Eine Geopolitik des Kompromisses
Der endgültige Text ist das Ergebnis eines komplexen politischen Mechanismus. Ungarns Viktor Orbán und die Slowakei von Robert Fico erreichten im Austausch für ihre konstruktive Enthaltung den Rückzug jeglicher expliziten Erwähnung der direkten Lieferung tödlicher Waffen an Kiew — die Fazilität bleibt der Ukraine zugänglich, jedoch nur über die freiwilligen Mitgliedstaaten. Italiens Giorgia Meloni erhielt einen verstärkten Anteil für die Schiffbauindustrie (Fincantieri an der Spitze). Die nordischen Länder, am Nordflügel exponiert, setzten einen gezielten Abschnitt zur Unterwasserverteidigung durch, eine direkte Folge der seit 2024 erfolgten Kabelbeschädigungen in der Ostsee.
Die belgische Ratspräsidentschaft, geführt von Premierminister Bart De Wever, kann die diplomatische Urheberschaft des Kompromisses beanspruchen. Brüssel, Gastgeberstadt des Rates und des NATO-Hauptquartiers, wird dank dieses Gipfels wieder zum Nervenzentrum einer europäischen Verteidigung, die lange als Totgeburt galt.
> „Europa bittet nicht um Erlaubnis, sich zu verteidigen. Es schafft sich nun die Mittel dafür.“ — *Antonio Costa, Präsident des Europäischen Rates, Pressekonferenz vom 6. Juni 2026.*
Was das für Frankreich und Belgien ändert
Für Frankreich manifestiert der Plan drei alte Siege: die europäische Präferenz bei Beschaffungen, die Förderfähigkeit der abschreckenden Nuklearwaffen für gemeinsame Finanzierung (über Unterstützungsfunktionen) und die Konsolidierung eines industriellen Kerns unter Führung von KNDS, Thales, Dassault, Naval Group und MBDA. Für Belgien, das noch weniger als 1,5 % seines BIP für Verteidigung ausgibt, stellt die Verpflichtung, ab 2027 2 % und bis 2030 2,7 % zu erreichen, einen Haushaltsanstieg von mehreren Milliarden Euro dar, dessen Entscheidung sehr schnell eine große föderale Debatte zwischen Flandern und Wallonien über die Verteilung der Anstrengungen auslösen wird.
Zusammenfassend
- 80 Milliarden Euro von der EU für die Verteidigung über vier Jahre mobilisiert, mit einem gemeinsamen Emissionsinstrument.

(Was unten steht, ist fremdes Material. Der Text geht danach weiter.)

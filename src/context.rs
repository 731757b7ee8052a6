//! Application context.
//!
//! [`AppContext`] wires every component from a [`Config`]: the token codec,
//! the metadata store, the remote adapter, the image service and the
//! maintenance scheduler. Handles are `Arc`s so the context is cheap to
//! clone into tasks.

use std::sync::Arc;

use imgrelay_core::config::Config;
use imgrelay_core::Result;
use imgrelay_db::pool::init_pool;

use crate::images::{ImageService, LocalCache};
use crate::maintenance::Scheduler;
use crate::remote::{ObjectBackend, RemoteAdapter};
use crate::store::MetadataStore;
use crate::token::TokenCodec;

#[derive(Clone)]
pub struct AppContext {
    pub config: Arc<Config>,
    pub codec: Arc<TokenCodec>,
    pub store: MetadataStore,
    pub remote: Arc<RemoteAdapter>,
    pub images: Arc<ImageService>,
    pub scheduler: Arc<Scheduler>,
}

impl AppContext {
    /// Build the context against the configured WebDAV server.
    ///
    /// Fails with [`imgrelay_core::Error::Config`] when the key material or
    /// remote credentials are missing.
    pub fn init(config: Config) -> Result<Self> {
        config.require_secrets()?;
        let remote = RemoteAdapter::from_config(&config.remote)?;
        Self::with_remote(config, remote)
    }

    /// Build the context over any object backend.
    pub fn with_backend(config: Config, backend: Arc<dyn ObjectBackend>) -> Result<Self> {
        let remote = RemoteAdapter::new(
            backend,
            &config.remote.prefix,
            config.remote.public_base_url.clone(),
        );
        Self::with_remote(config, remote)
    }

    fn with_remote(config: Config, remote: RemoteAdapter) -> Result<Self> {
        config.require_secrets()?;
        let codec = Arc::new(TokenCodec::from_config(&config.token)?);

        if let Some(parent) = config.storage.db_path.parent() {
            if !parent.as_os_str().is_empty() {
                std::fs::create_dir_all(parent)?;
            }
        }
        let db_path = config.storage.db_path.to_string_lossy();
        tracing::info!("Opening database at {db_path}");
        let pool = init_pool(&db_path, config.storage.pool_size)?;
        let store = MetadataStore::new(pool, config.storage.write_retries);

        let remote = Arc::new(remote);
        let cache = LocalCache::new(config.storage.cache_dir.clone());

        let images = Arc::new(ImageService::new(
            codec.clone(),
            store.clone(),
            remote.clone(),
            cache.clone(),
            config.upload.clone(),
        ));
        let scheduler = Arc::new(Scheduler::with_default_jobs(
            &config.maintenance,
            store.clone(),
            cache,
        ));

        Ok(Self {
            config: Arc::new(config),
            codec,
            store,
            remote,
            images,
            scheduler,
        })
    }

    /// Create the cache directory and the remote collection.
    pub async fn prepare(&self) -> Result<()> {
        self.images.cache().ensure_dir().await?;
        self.remote.ensure_prefix().await;
        Ok(())
    }
}

#[cfg(test)]
mod tests {
    use super::*;
    use crate::remote::MemoryBackend;
    use imgrelay_core::Error;

    #[test]
    fn missing_secrets_refuse_to_start() {
        let backend = Arc::new(MemoryBackend::new("https://dav.example.com"));
        assert!(matches!(
            AppContext::with_backend(Config::default(), backend),
            Err(Error::Config(_))
        ));
        assert!(matches!(
            AppContext::init(Config::default()),
            Err(Error::Config(_))
        ));
    }

    #[test]
    fn malformed_key_is_config_error() {
        let dir = tempfile::tempdir().unwrap();
        let mut config = Config::default();
        config.storage.db_path = dir.path().join("db.sqlite");
        config.token.encryption_key = Some("not-hex".into());
        config.token.encryption_iv = Some("00".repeat(16));
        config.remote.url = "https://dav.example.com".into();
        config.remote.username = Some("u".into());
        config.remote.password = Some("p".into());

        let backend = Arc::new(MemoryBackend::new("https://dav.example.com"));
        assert!(matches!(
            AppContext::with_backend(config, backend),
            Err(Error::Config(_))
        ));
    }

    #[test]
    fn init_uses_configured_webdav_remote() {
        let dir = tempfile::tempdir().unwrap();
        let mut config = Config::default();
        config.storage.db_path = dir.path().join("data").join("db.sqlite");
        config.storage.cache_dir = dir.path().join("cache");
        config.token.encryption_key = Some("11".repeat(32));
        config.token.encryption_iv = Some("00".repeat(16));
        config.remote.url = "https://dav.example.com/dav/".into();
        config.remote.username = Some("u".into());
        config.remote.password = Some("p".into());

        let ctx = AppContext::init(config).unwrap();
        let path = ctx.remote.object_path("ab12cd34.png");
        assert_eq!(
            ctx.remote.object_url(&path),
            "https://dav.example.com/dav/images/ab12cd34.png"
        );
        assert!(dir.path().join("data").is_dir());
    }
}
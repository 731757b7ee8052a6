//! Async facade over the SQLite metadata store.
//!
//! Queries run on the blocking pool against pooled connections. Reads use
//! any free connection and proceed concurrently under WAL. Writes pass
//! through a single process-wide gate so there is exactly one writer at a
//! time, and a write that still hits `SQLITE_BUSY`/`SQLITE_LOCKED` is
//! retried with linear backoff before the error surfaces.

use std::collections::HashSet;
use std::sync::Arc;
use std::time::Duration;

use chrono::{DateTime, Utc};
use imgrelay_core::{Error, ImageId, Result};
use imgrelay_db::models::{CompactionReport, ImageRecord, ListQuery, NewImage, RequestInfo};
use imgrelay_db::pool::{get_conn, DbPool};
use imgrelay_db::queries::{access_logs, images, maintenance};
use parking_lot::Mutex;
use rusqlite::Connection;

const RETRY_BACKOFF: Duration = Duration::from_millis(50);

/// Cloneable handle to the metadata store.
#[derive(Clone)]
pub struct MetadataStore {
    pool: DbPool,
    write_gate: Arc<Mutex<()>>,
    write_retries: u32,
}

impl MetadataStore {
    pub fn new(pool: DbPool, write_retries: u32) -> Self {
        Self {
            pool,
            write_gate: Arc::new(Mutex::new(())),
            write_retries,
        }
    }

    pub fn pool(&self) -> &DbPool {
        &self.pool
    }

    async fn read<T, F>(&self, f: F) -> Result<T>
    where
        T: Send + 'static,
        F: Fn(&Connection) -> Result<T> + Send + 'static,
    {
        let pool = self.pool.clone();
        let retries = self.write_retries;
        tokio::task::spawn_blocking(move || {
            with_retry(retries, || {
                let conn = get_conn(&pool)?;
                f(&conn)
            })
        })
        .await
        .map_err(|e| Error::Internal(format!("store task failed: {e}")))?
    }

    async fn write<T, F>(&self, f: F) -> Result<T>
    where
        T: Send + 'static,
        F: Fn(&Connection) -> Result<T> + Send + 'static,
    {
        let pool = self.pool.clone();
        let gate = self.write_gate.clone();
        let retries = self.write_retries;
        tokio::task::spawn_blocking(move || {
            let _writer = gate.lock();
            with_retry(retries, || {
                let conn = get_conn(&pool)?;
                f(&conn)
            })
        })
        .await
        .map_err(|e| Error::Internal(format!("store task failed: {e}")))?
    }

    /// Insert a new record. Name collisions are [`Error::Conflict`].
    pub async fn create(&self, new: NewImage) -> Result<ImageRecord> {
        self.write(move |conn| images::create(conn, &new)).await
    }

    pub async fn get_by_id(&self, id: ImageId) -> Result<Option<ImageRecord>> {
        self.read(move |conn| images::get_by_id(conn, id)).await
    }

    pub async fn get_by_internal_name(&self, name: &str) -> Result<Option<ImageRecord>> {
        let name = name.to_string();
        self.read(move |conn| images::get_by_internal_name(conn, &name))
            .await
    }

    pub async fn get_by_public_token(&self, token: &str) -> Result<Option<ImageRecord>> {
        let token = token.to_string();
        self.read(move |conn| images::get_by_public_token(conn, &token))
            .await
    }

    /// Whether either name was ever issued, including soft-deleted records.
    pub async fn name_in_use(&self, internal_filename: &str, public_token: &str) -> Result<bool> {
        let name = internal_filename.to_string();
        let token = public_token.to_string();
        self.read(move |conn| images::name_in_use(conn, &name, &token))
            .await
    }

    /// Count one access and log it. `false` when the record is absent or
    /// soft-deleted.
    pub async fn record_access(&self, id: ImageId, info: RequestInfo) -> Result<bool> {
        self.write(move |conn| access_logs::record_access(conn, id, &info, Utc::now()))
            .await
    }

    pub async fn soft_delete(&self, id: ImageId) -> Result<bool> {
        self.write(move |conn| images::soft_delete(conn, id)).await
    }

    /// Remove the record and its access logs in one transaction.
    pub async fn hard_delete(&self, id: ImageId) -> Result<bool> {
        self.write(move |conn| images::hard_delete(conn, id)).await
    }

    pub async fn list(&self, query: ListQuery) -> Result<Vec<ImageRecord>> {
        self.read(move |conn| images::list(conn, &query)).await
    }

    pub async fn count(&self, include_deleted: bool) -> Result<u64> {
        self.read(move |conn| images::count(conn, include_deleted))
            .await
    }

    pub async fn purge_access_logs_older_than(&self, cutoff: DateTime<Utc>) -> Result<u64> {
        self.write(move |conn| access_logs::purge_older_than(conn, cutoff))
            .await
    }

    pub async fn access_log_count(&self, id: ImageId) -> Result<u64> {
        self.read(move |conn| access_logs::count_for_image(conn, id))
            .await
    }

    pub async fn active_filenames(&self) -> Result<HashSet<String>> {
        self.read(images::active_filenames).await
    }

    /// VACUUM, ANALYZE and checkpoint. Holds the write gate throughout.
    pub async fn compact(&self) -> Result<CompactionReport> {
        self.write(maintenance::compact).await
    }
}

/// Run `op`, retrying lock contention up to `retries` extra times.
fn with_retry<T>(retries: u32, mut op: impl FnMut() -> Result<T>) -> Result<T> {
    let mut attempt = 0;
    loop {
        match op() {
            Err(e) if imgrelay_db::is_busy(&e) && attempt < retries => {
                attempt += 1;
                tracing::debug!(attempt, error = %e, "database busy, retrying");
                std::thread::sleep(RETRY_BACKOFF * attempt);
            }
            other => return other,
        }
    }
}

#[cfg(test)]
mod tests {
    use super::*;
    use imgrelay_db::pool::init_memory_pool;
    use rusqlite::ffi;
    use std::cell::Cell;

    fn busy() -> Error {
        Error::database(rusqlite::Error::SqliteFailure(
            ffi::Error::new(ffi::SQLITE_BUSY),
            None,
        ))
    }

    #[test]
    fn retry_gives_up_after_budget() {
        let calls = Cell::new(0);
        let res: Result<()> = with_retry(2, || {
            calls.set(calls.get() + 1);
            Err(busy())
        });
        assert!(matches!(res, Err(Error::Database { .. })));
        assert_eq!(calls.get(), 3);
    }

    #[test]
    fn retry_recovers_from_transient_busy() {
        let calls = Cell::new(0);
        let res = with_retry(3, || {
            calls.set(calls.get() + 1);
            if calls.get() < 2 {
                Err(busy())
            } else {
                Ok(7)
            }
        });
        assert_eq!(res.unwrap(), 7);
        assert_eq!(calls.get(), 2);
    }

    #[test]
    fn non_busy_errors_are_not_retried() {
        let calls = Cell::new(0);
        let res: Result<()> = with_retry(5, || {
            calls.set(calls.get() + 1);
            Err(Error::Conflict("taken".into()))
        });
        assert!(matches!(res, Err(Error::Conflict(_))));
        assert_eq!(calls.get(), 1);
    }

    #[tokio::test]
    async fn create_then_fetch() {
        let store = MetadataStore::new(init_memory_pool().unwrap(), 3);
        let rec = store
            .create(NewImage {
                internal_filename: "c0ffee00.gif".into(),
                original_name: "party.gif".into(),
                public_token: "tok".into(),
                size_bytes: 3,
                mime_type: "image/gif".into(),
                remote_path: "/images/c0ffee00.gif".into(),
                public_url: "https://dav.example.com/images/c0ffee00.gif".into(),
            })
            .await
            .unwrap();

        assert_eq!(store.get_by_public_token("tok").await.unwrap(), Some(rec.clone()));
        assert!(store.record_access(rec.id, RequestInfo::default()).await.unwrap());
        assert_eq!(store.access_log_count(rec.id).await.unwrap(), 1);
        assert_eq!(store.count(false).await.unwrap(), 1);
        assert!(store.active_filenames().await.unwrap().contains("c0ffee00.gif"));
    }
}
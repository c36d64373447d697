//! Error types for loading scenes and configuration

use thiserror::Error;

/// Errors that can occur when loading a scene file
#[derive(Error, Debug)]
pub enum SceneError {
    #[error("Failed to read scene file: {0}")]
    IoError(#[from] std::io::Error),

    #[error("Failed to parse scene TOML: {0}")]
    ParseError(#[from] toml::de::Error),

    /// A layer declared a type this crate does not model
    #[error("unknown layer type '{kind}' for layer '{id}'")]
    UnknownLayerType { id: String, kind: String },

    /// Two layers share an id
    #[error("duplicate layer id '{id}'")]
    DuplicateId { id: String },

    /// The selection names a layer that is not in the scene
    #[error("selected layer '{id}' does not exist")]
    UnknownSelection { id: String },
}

impl SceneError {
    pub fn unknown_type(id: impl Into<String>, kind: impl Into<String>) -> Self {
        Self::UnknownLayerType {
            id: id.into(),
            kind: kind.into(),
        }
    }

    pub fn duplicate(id: impl Into<String>) -> Self {
        Self::DuplicateId { id: id.into() }
    }

    pub fn unknown_selection(id: impl Into<String>) -> Self {
        Self::UnknownSelection { id: id.into() }
    }
}

/// Errors that can occur when loading engine configuration
#[derive(Error, Debug)]
pub enum ConfigError {
    #[error("Failed to read config file: {0}")]
    IoError(#[from] std::io::Error),

    #[error("Failed to parse config TOML: {0}")]
    ParseError(#[from] toml::de::Error),

    #[error("grid size must be positive, got {0}")]
    InvalidGridSize(f64),
}
//! Frame containment: which layers a frame owns, and keeping them in place.
//!
//! Membership is a pure derived view (`frame_id` back-references) and is
//! never cached across mutations. Every operation that changes membership
//! also restores the ordering invariant: a frame's members occupy the
//! contiguous run directly below the frame layer.

use std::collections::{HashMap, HashSet};

use tracing::debug;

use crate::geometry::{
    bounds_contained_by, common_bounds, layer_bounds, layer_intersects_frame, overlaps_frame,
};
use crate::group::members_of_group;
use crate::model::{GroupId, Layer, LayerId, LayerIndex, LayerLookup};
use crate::selection::{select_groups_from_given_layers, SelectionState, SpatialQuery};

/// Layers whose `frame_id` is `frame_id`, in document order
pub fn members_of<'a>(frame_id: &LayerId, layers: &'a [Layer]) -> Vec<&'a Layer> {
    layers
        .iter()
        .filter(|l| l.frame_id.as_ref() == Some(frame_id))
        .collect()
}

/// The frame layer referenced by `layer.frame_id`, if it exists
pub fn owning_frame<'a, L: LayerLookup>(layer: &Layer, lookup: &'a L) -> Option<&'a Layer> {
    lookup.frame_of(layer)
}

/// Members of every frame, keyed by frame id
pub fn frame_children_map(layers: &[Layer]) -> HashMap<&LayerId, Vec<&Layer>> {
    let mut map: HashMap<&LayerId, Vec<&Layer>> = HashMap::new();
    for layer in layers {
        if let Some(frame_id) = &layer.frame_id {
            map.entry(frame_id).or_default().push(layer);
        }
    }
    map
}

/// Drop every layer that shares a group with a frame in `layers`
pub fn omit_groups_containing_frames<'a>(layers: &[&'a Layer]) -> Vec<&'a Layer> {
    let rejected: HashSet<&GroupId> = layers
        .iter()
        .filter(|l| l.is_frame())
        .flat_map(|l| l.group_ids.iter())
        .collect();
    layers
        .iter()
        .filter(|l| !l.group_ids.iter().any(|g| rejected.contains(g)))
        .copied()
        .collect()
}

/// The combined bounds of `layers` fit inside the frame
pub fn layers_in_frame_bounds(layers: &[&Layer], frame: &Layer) -> bool {
    match common_bounds(layers.iter().copied()) {
        Some(bounds) => layer_bounds(frame).contains_box(&bounds),
        None => false,
    }
}

/// The layer's bounds enclose the whole frame
pub fn is_layer_containing_frame(layer: &Layer, frame: &Layer) -> bool {
    bounds_contained_by(frame, layer)
}

/// Live non-frame layers that are inside, crossing or enclosing the frame
pub fn layers_overlapping_frame<'a>(layers: &'a [Layer], frame: &Layer) -> Vec<&'a Layer> {
    layers
        .iter()
        .filter(|l| !l.is_deleted && !l.is_frame() && overlaps_frame(l, frame))
        .collect()
}

/// Layers entirely inside the frame that are free to join it.
///
/// Frames never join other frames, and layers already owned by a different
/// frame stay where they are.
pub fn layers_fully_inside<'a, Q: SpatialQuery>(
    frame: &Layer,
    layers: &'a [Layer],
    query: &Q,
) -> Vec<&'a Layer> {
    let within = query.layers_within(layers, &layer_bounds(frame), false);
    omit_groups_containing_frames(&within)
        .into_iter()
        .filter(|l| {
            (!l.is_frame() && l.frame_id.is_none()) || l.frame_id.as_ref() == Some(&frame.id)
        })
        .collect()
}

/// Recompute a frame's members after its bounds changed.
///
/// Single layers that stop overlapping the frame leave it; grouped layers stay
/// as long as a group-mate still overlaps, so a drag never splits a group
/// across the frame edge. A group that newly fits entirely inside the frame is
/// admitted as a whole. Bound text is never returned; it follows its
/// container.
pub fn recompute_members_during_resize<'a, Q: SpatialQuery>(
    frame: &Layer,
    layers: &'a [Layer],
    state: &SelectionState,
    query: &Q,
) -> Vec<&'a Layer> {
    let prev_members: Vec<&Layer> = members_of(&frame.id, layers)
        .into_iter()
        .filter(|l| !l.is_deleted)
        .collect();
    let mut next_members: HashSet<&LayerId> = prev_members.iter().map(|l| &l.id).collect();

    let mut completely_inside = layers_fully_inside(frame, layers, query);
    for member in &prev_members {
        if is_layer_containing_frame(member, frame)
            && !completely_inside.iter().any(|l| l.id == member.id)
        {
            completely_inside.push(member);
        }
    }
    let completely_ids: HashSet<&LayerId> = completely_inside.iter().map(|l| &l.id).collect();

    let partially_inside: Vec<&Layer> = prev_members
        .iter()
        .filter(|l| !completely_ids.contains(&l.id))
        .copied()
        .collect();

    let mut groups_to_keep: HashSet<&GroupId> = completely_inside
        .iter()
        .flat_map(|l| l.group_ids.iter())
        .collect();

    for layer in &partially_inside {
        if !layer_intersects_frame(layer, frame) {
            if layer.group_ids.is_empty() {
                next_members.remove(&layer.id);
            }
        } else {
            groups_to_keep.extend(layer.group_ids.iter());
        }
    }

    for layer in &partially_inside {
        if !layer.group_ids.is_empty() && !layer.group_ids.iter().any(|g| groups_to_keep.contains(g)) {
            next_members.remove(&layer.id);
        }
    }

    let (single, grouped): (Vec<&Layer>, Vec<&Layer>) = completely_inside
        .iter()
        .copied()
        .partition(|l| l.group_ids.is_empty());
    next_members.extend(single.iter().map(|l| &l.id));

    let live: Vec<Layer> = layers.iter().filter(|l| !l.is_deleted).cloned().collect();
    let mut new_groups: Vec<GroupId> = select_groups_from_given_layers(&grouped, state)
        .into_iter()
        .collect();
    new_groups.sort();
    let mut admitted: HashSet<LayerId> = HashSet::new();
    for group_id in &new_groups {
        let group_members = members_of_group(&live, group_id);
        if layers_in_frame_bounds(&group_members, frame) {
            admitted.extend(group_members.iter().map(|l| l.id.clone()));
        }
    }

    layers
        .iter()
        .filter(|l| next_members.contains(&l.id) || admitted.contains(&l.id))
        .filter(|l| !l.is_bound_to_container())
        .collect()
}

/// Move every member of `frame_id` to sit directly below the frame
fn restore_frame_adjacency(layers: Vec<Layer>, frame_id: &LayerId) -> Vec<Layer> {
    let Some(frame_pos) = layers.iter().position(|l| l.is_frame() && &l.id == frame_id) else {
        return layers;
    };
    let (mut members, rest): (Vec<(usize, Layer)>, Vec<(usize, Layer)>) = layers
        .into_iter()
        .enumerate()
        .partition(|(_, l)| l.frame_id.as_ref() == Some(frame_id));
    members.sort_by_key(|(i, _)| *i);

    let mut result = Vec::with_capacity(members.len() + rest.len());
    let mut members = Some(members);
    for (i, layer) in rest {
        if i == frame_pos {
            if let Some(members) = members.take() {
                result.extend(members.into_iter().map(|(_, l)| l));
            }
        }
        result.push(layer);
    }
    result
}

/// Add layers to a frame.
///
/// Frames, layers owned by another frame, and layers grouped with a frame
/// are skipped. Text bound to an added container joins with it. The new
/// members are moved to sit directly below the frame.
pub fn add_layers_to_frame(
    layers: &[Layer],
    to_add: &HashSet<LayerId>,
    frame_id: &LayerId,
) -> Vec<Layer> {
    let candidates: Vec<&Layer> = layers.iter().filter(|l| to_add.contains(&l.id)).collect();
    let mut joining: HashSet<LayerId> = HashSet::new();
    for layer in omit_groups_containing_frames(&candidates) {
        if layer.is_frame() || layer.frame_id.as_ref().is_some_and(|f| f != frame_id) {
            continue;
        }
        if layer.frame_id.as_ref() != Some(frame_id) {
            joining.insert(layer.id.clone());
        }
        if let Some(text_id) = layer.bound_text_id() {
            joining.insert(text_id.clone());
        }
    }

    let next: Vec<Layer> = layers
        .iter()
        .map(|layer| {
            if joining.contains(&layer.id) && layer.frame_id.as_ref() != Some(frame_id) {
                let mut joined = layer.clone();
                joined.mutate(|l| l.frame_id = Some(frame_id.clone()));
                joined
            } else {
                layer.clone()
            }
        })
        .collect();

    debug!(frame = %frame_id, added = joining.len(), "added layers to frame");
    restore_frame_adjacency(next, frame_id)
}

/// Detach layers (and their bound text) from whatever frame owns them.
///
/// Detached layers are placed directly below their former frame's remaining
/// members so that the remaining members stay contiguous.
pub fn remove_layers_from_frame(layers: &[Layer], to_remove: &HashSet<LayerId>) -> Vec<Layer> {
    let frames: HashSet<&LayerId> = layers.iter().filter(|l| l.is_frame()).map(|l| &l.id).collect();
    let index = LayerIndex::new(layers);

    let mut removing: HashSet<&LayerId> = HashSet::new();
    for layer in layers.iter().filter(|l| to_remove.contains(&l.id) && l.frame_id.is_some()) {
        removing.insert(&layer.id);
        let bound_text = layer.bound_text_id().and_then(|text_id| index.layer(text_id));
        if let Some(text) = bound_text.filter(|t| t.frame_id.is_some()) {
            removing.insert(&text.id);
        }
    }

    // detached layers grouped by the frame they are leaving
    let mut detached: HashMap<&LayerId, Vec<Layer>> = HashMap::new();
    let mut stay_in_place: HashSet<&LayerId> = HashSet::new();
    for layer in layers.iter().filter(|l| removing.contains(&l.id)) {
        let Some(frame_id) = &layer.frame_id else {
            continue;
        };
        let mut freed = layer.clone();
        freed.mutate(|l| l.frame_id = None);
        if frames.contains(frame_id) {
            detached.entry(frame_id).or_default().push(freed);
        } else {
            stay_in_place.insert(&layer.id);
        }
    }

    let mut result = Vec::with_capacity(layers.len());
    for layer in layers {
        if removing.contains(&layer.id) {
            if stay_in_place.contains(&layer.id) {
                let mut freed = layer.clone();
                freed.mutate(|l| l.frame_id = None);
                result.push(freed);
            }
            continue;
        }
        let run_of = if layer.is_frame() {
            Some(&layer.id)
        } else {
            layer.frame_id.as_ref()
        };
        if let Some(freed) = run_of.and_then(|f| detached.remove(f)) {
            result.extend(freed);
        }
        result.push(layer.clone());
    }

    debug!(removed = removing.len(), "removed layers from frames");
    result
}

/// Detach every member of a frame
pub fn remove_all_from_frame(layers: &[Layer], frame_id: &LayerId) -> Vec<Layer> {
    let members: HashSet<LayerId> = members_of(frame_id, layers)
        .into_iter()
        .map(|l| l.id.clone())
        .collect();
    remove_layers_from_frame(layers, &members)
}

/// Replace a frame's membership with exactly `members`
pub fn replace_all_in_frame(
    layers: &[Layer],
    members: &HashSet<LayerId>,
    frame_id: &LayerId,
) -> Vec<Layer> {
    let current: HashSet<LayerId> = members_of(frame_id, layers)
        .into_iter()
        .map(|l| l.id.clone())
        .collect();
    let leaving: HashSet<LayerId> = current.difference(members).cloned().collect();
    let next = remove_layers_from_frame(layers, &leaving);
    add_layers_to_frame(&next, members, frame_id)
}

/// Detach moved layers that ended up outside their frame.
///
/// A grouped layer stays while a group-mate in the same frame still overlaps
/// the frame.
pub fn update_frame_membership(layers: &[Layer], moved: &HashSet<LayerId>) -> Vec<Layer> {
    let index = LayerIndex::new(layers);
    let leaving: HashSet<LayerId> = layers
        .iter()
        .filter(|l| moved.contains(&l.id) && !l.is_frame() && !l.is_bound_to_container())
        .filter(|l| match index.frame_of(l) {
            Some(frame) => !still_in_frame(l, frame, layers),
            None => false,
        })
        .map(|l| l.id.clone())
        .collect();
    if leaving.is_empty() {
        return layers.to_vec();
    }
    debug!(leaving = leaving.len(), "layers moved out of their frames");
    remove_layers_from_frame(layers, &leaving)
}

fn still_in_frame(layer: &Layer, frame: &Layer, layers: &[Layer]) -> bool {
    if overlaps_frame(layer, frame) {
        return true;
    }
    layer.outermost_group().is_some_and(|group_id| {
        members_of(&frame.id, layers)
            .into_iter()
            .any(|m| m.in_group(group_id) && overlaps_frame(m, frame))
    })
}
//! Selection resolution: which layers and groups a selection really covers.
//!
//! `SelectionState::selected_layer_ids` is shared behind an `Arc`. Resolvers
//! hand back the previous `Arc` whenever the resolved id set is unchanged, so
//! consumers can skip re-diffing with a cheap `Arc::ptr_eq`.

use std::collections::HashSet;
use std::sync::Arc;

use crate::geometry::{layer_bounds, overlaps_frame, BoundingBox};
use crate::group::outermost_group_id;
use crate::model::{GroupId, Layer, LayerId, LayerIndex, LayerKind, LayerLookup};

pub type LayerIdSet = HashSet<LayerId>;

/// Selection and group-editing state of the editor
#[derive(Debug, Clone, Default, PartialEq)]
pub struct SelectionState {
    pub selected_layer_ids: Arc<LayerIdSet>,
    /// Groups whose every live member is selected
    pub selected_group_ids: HashSet<GroupId>,
    /// Group currently entered for direct child selection
    pub editing_group_id: Option<GroupId>,
}

impl SelectionState {
    pub fn new() -> Self {
        Self::default()
    }

    /// Selection of the given layer ids, no groups resolved yet
    pub fn with_layers<I, L>(ids: I) -> Self
    where
        I: IntoIterator<Item = L>,
        L: Into<LayerId>,
    {
        Self {
            selected_layer_ids: Arc::new(ids.into_iter().map(Into::into).collect()),
            ..Self::default()
        }
    }

    pub fn with_editing_group(mut self, group_id: impl Into<GroupId>) -> Self {
        self.editing_group_id = Some(group_id.into());
        self
    }

    pub fn with_selected_group(mut self, group_id: impl Into<GroupId>) -> Self {
        self.selected_group_ids.insert(group_id.into());
        self
    }

    pub fn is_selected(&self, id: &LayerId) -> bool {
        self.selected_layer_ids.contains(id)
    }

    pub fn is_group_selected(&self, group_id: &GroupId) -> bool {
        self.selected_group_ids.contains(group_id)
    }

    pub fn is_empty(&self) -> bool {
        self.selected_layer_ids.is_empty()
    }

    /// Selected group ids in a stable order
    pub fn selected_groups(&self) -> Vec<&GroupId> {
        let mut groups: Vec<&GroupId> = self.selected_group_ids.iter().collect();
        groups.sort();
        groups
    }
}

- 65 % europäische Präferenz bei förderfähigen Rüstungsbeschaffungen.
- Ziel 3,5 % des BIP für Verteidigung von 22 Mitgliedstaaten übernommen.
- Bart De Wever und Antonio Costa im Zentrum des Brüsseler Kompromisses; Ungarn und die Slowakei in konstruktiver Enthaltung.
- Direkte Antwort auf die neue amerikanische Doktrin des bedingten Engagements.
- Nächster Schritt: Verabschiedung durch das Europäische Parlament vor der Sommerpause.